Facilities & Support
Image by ezola CC BY-SA 2.0

We’ve talked before about the effect of office space on getting work done, motivation, and having somewhere to tinker. But what about the facilities and staff support element of getting your job done? By facilities, I mean both the equipment you need to do the job (microscopes, CNC mills, 3-D printer, furnaces, or what not) and the space in which you do the work.

In an academic environment, there’s often a dedicated staff member to help with training and maintenance on the bigger , shared pieces of equipment, like electron microscopes. My university has some fantastic facilities and support in this respect. I can’t say enough about how wonderful these staff members have been. The equipment I have access to is cutting edge, and well-maintained.  However, the spaces themselves are a different story.

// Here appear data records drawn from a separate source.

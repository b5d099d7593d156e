use serde_json::{Number, Value};

use crate::models::FieldType;

/// Convert a raw edit value to its declared type.
///
/// `None` stands for "unset" and `Some(Value::Null)` for an explicit null;
/// both pass through untouched whatever the declared type. Applying the
/// function to its own output returns the same value.
pub fn coerce(value: Option<Value>, declared: FieldType) -> Option<Value> {
    let value = match value {
        None => return None,
        Some(Value::Null) => return Some(Value::Null),
        Some(v) => v,
    };

    match declared {
        FieldType::String => Some(Value::String(match value {
            Value::String(s) => s,
            other => string_form(&other),
        })),
        FieldType::Number => to_number(&value).map(Value::Number),
        FieldType::Boolean => Some(Value::Bool(match value {
            Value::Bool(b) => b,
            Value::String(s) => s == "true" || s == "1",
            Value::Number(n) => n.as_f64() == Some(1.0),
            _ => false,
        })),
        FieldType::Array => Some(value),
    }
}

/// Textual rendering used by string coercion and by length/pattern checks.
pub fn string_form(value: &Value) -> String {
    match value {
        Value::Null => String::new(),
        Value::String(s) => s.clone(),
        Value::Bool(b) => b.to_string(),
        Value::Number(n) => n.to_string(),
        Value::Array(items) => items.iter().map(string_form).collect::<Vec<_>>().join(","),
        Value::Object(_) => value.to_string(),
    }
}

/// Numeric reading of a value, if it has one.
pub fn numeric_value(value: &Value) -> Option<f64> {
    match value {
        Value::Number(n) => n.as_f64(),
        Value::String(s) => {
            let trimmed = s.trim();
            if trimmed.is_empty() {
                return None;
            }
            trimmed.parse::<f64>().ok().filter(|f| f.is_finite())
        }
        _ => None,
    }
}

fn to_number(value: &Value) -> Option<Number> {
    let parsed = match value {
        Value::Bool(b) => Some(if *b { 1.0 } else { 0.0 }),
        other => numeric_value(other),
    }?;
    normalize(parsed)
}

// Integral values are stored as integers so 5 and "5" and 5.0 compare equal.
fn normalize(f: f64) -> Option<Number> {
    if f.fract() == 0.0 && f >= i64::MIN as f64 && f <= i64::MAX as f64 {
        Some(Number::from(f as i64))
    } else {
        Number::from_f64(f)
    }
}

/// Field-level inequality used by change detection.
///
/// Numbers compare by value so an integer baseline matches a float edit;
/// a field missing from the baseline counts as null.
pub fn values_differ(edited: &Value, current: Option<&Value>) -> bool {
    let current = current.unwrap_or(&Value::Null);
    match (edited, current) {
        (Value::Number(a), Value::Number(b)) => a.as_f64() != b.as_f64(),
        (a, b) => a != b,
    }
}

My group’s optical lab suffered a major loss last week when a faulty valve in the ceiling dumped water in the worst possible place, destroying the main spectrometer. This was a week after they finally started repairing the disconnected HVAC system, which was never hooked up after renovations. The ceilings in the major hallways are missing many tiles due to water damage. Our major recruitment season begins soon, and I can’t help but wonder how this will influence student’s decision-making.

If you’re an academic, how important were facilities in picking your current position? Industry folks, were facilities part of your decision or negotiation?


Facilities were very important for my current position. Since I’m building a group, I need sufficient startup funds to build sizable infrastructure to support many concurrent projects. So for me, it wasn’t necessarily the existing infrastructure but rather would the Uni fund enough and give me sufficient space to build a successful group.

With that said, at the PhD level, I should have paid attention to more than I did. I walked into a group that didn’t have much expertise in the area that I was working and had essentially no infrastructure. That’s not something I would recommend for anyone.

I passed up a position at a bigger, fancier school with equipment I’m still drooling over, to come to a less prestigious school with very limited equipment available, because the department here actually made an effort to recruit me, and seemed to have their act together when I came to interview. I knew what I was getting in to, and have to drive to get the equipment I need, but it works.

The thing that does drive me crazy though, is that my school can’t manage to put working clocks in the labs and classrooms.

Comments are closed.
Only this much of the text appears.